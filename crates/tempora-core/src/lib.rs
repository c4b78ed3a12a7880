//! # Tempora Core
//!
//! Time-bucketing and pivot aggregation for timestamped record sets.
//!
//! This crate turns raw records into period-bucketed statistics and reshapes
//! them into chronologically ordered comparison tables:
//!
//! - **Types**: `Timestamp`, `Granularity`, `PeriodKey`, record schemas and sets
//! - **Bucketing**: day, week-ending and month buckets
//! - **Windows**: rolling windows measured back from one reference instant
//! - **Aggregation**: null-aware count/sum/mean/min/max per (period, category)
//! - **Ratios**: percentages with safe-divide semantics
//! - **Pivots and series**: wide tables and long-form chart series
//! - **Summaries**: whole-window tables, scorecards and measure correlations
//! - **Transforms**: regex rewrites of dimension values
//! - **Sources**: the `RecordSource` seam implemented by loader crates
//!
//! ## Example
//!
//! ```rust
//! use tempora_core::prelude::*;
//!
//! let schema = RecordSchema::new("DATE_DAY")
//!     .with_dimension("CAMP_SITE")
//!     .with_measure("VOC");
//! let records = vec![
//!     Record::new("2024-01-05", vec![Some("A".into())], vec![Some(10.0)]),
//!     Record::new("2024-02-10", vec![Some("B".into())], vec![Some(8.0)]),
//! ];
//! let set = RecordSet::new(schema, records).unwrap();
//!
//! let config = PipelineConfig::new(TimeWindow::AllTime);
//! let request = AggregateRequest::new().with_measure("VOC").group_by("CAMP_SITE");
//! let output = Pipeline::run(&set, &config, &request).unwrap();
//!
//! let table = PivotReshaper::new()
//!     .reshape(output.aggregates.by_dimension("CAMP_SITE").unwrap(), &[Metric::mean("VOC")])
//!     .unwrap();
//! assert_eq!(table.row_labels(), vec!["A", "B"]);
//! ```

#![warn(missing_docs)]
#![warn(clippy::all)]
#![allow(clippy::module_name_repetitions)]
#![allow(clippy::cast_precision_loss)]

pub mod aggregate;
pub mod bucketing;
pub mod correlation;
pub mod error;
pub mod filter;
pub mod format;
pub mod pipeline;
pub mod pivot;
pub mod ranking;
pub mod ratio;
pub mod series;
pub mod source;
pub mod summary;
pub mod transform;
pub mod types;
pub mod window;

/// Prelude module for convenient imports.
pub mod prelude {
    pub use crate::aggregate::{
        AggregateRequest, AggregateRow, AggregateSet, Aggregator, CategoryKey,
        GroupedAggregates, GroupedSummary, Grouping, MeasureStats, SummaryRow,
    };
    pub use crate::bucketing::PeriodBucketer;
    pub use crate::correlation::{correlate, CorrelationMatrix};
    pub use crate::error::{TemporaError, TemporaResult};
    pub use crate::filter::RecordFilter;
    pub use crate::pipeline::{Pipeline, PipelineConfig, PipelineOutput, RunReport};
    pub use crate::pivot::{Cell, PivotReshaper, PivotTable};
    pub use crate::ranking::{top_categories, CategoryCount};
    pub use crate::ratio::{DenominatorScope, RatioComputer, RatioPoint};
    pub use crate::series::{SeriesBuilder, SeriesPoint};
    pub use crate::source::{InMemorySource, RecordSource};
    pub use crate::summary::{SummaryBuilder, SummaryRatio, SummaryTable};
    pub use crate::transform::{apply_rewrites, DimensionRewrite};
    pub use crate::types::{
        Date, Granularity, Metric, PeriodKey, Record, RecordSchema, RecordSet, Timestamp,
    };
    pub use crate::window::{ReferenceInstant, TimeWindow, TimeWindowSelector};
}

// Re-export commonly used types at crate root
pub use error::{TemporaError, TemporaResult};
pub use types::{Granularity, Metric, PeriodKey, Timestamp};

* * * *

Task directions: In the material above, please find every line that includes the word "AggregateRequest" and copy it.

Result for this exercise:
//! let request = AggregateRequest::new().with_measure("VOC").group_by("CAMP_SITE");
        AggregateRequest, AggregateRow, AggregateSet, Aggregator, CategoryKey,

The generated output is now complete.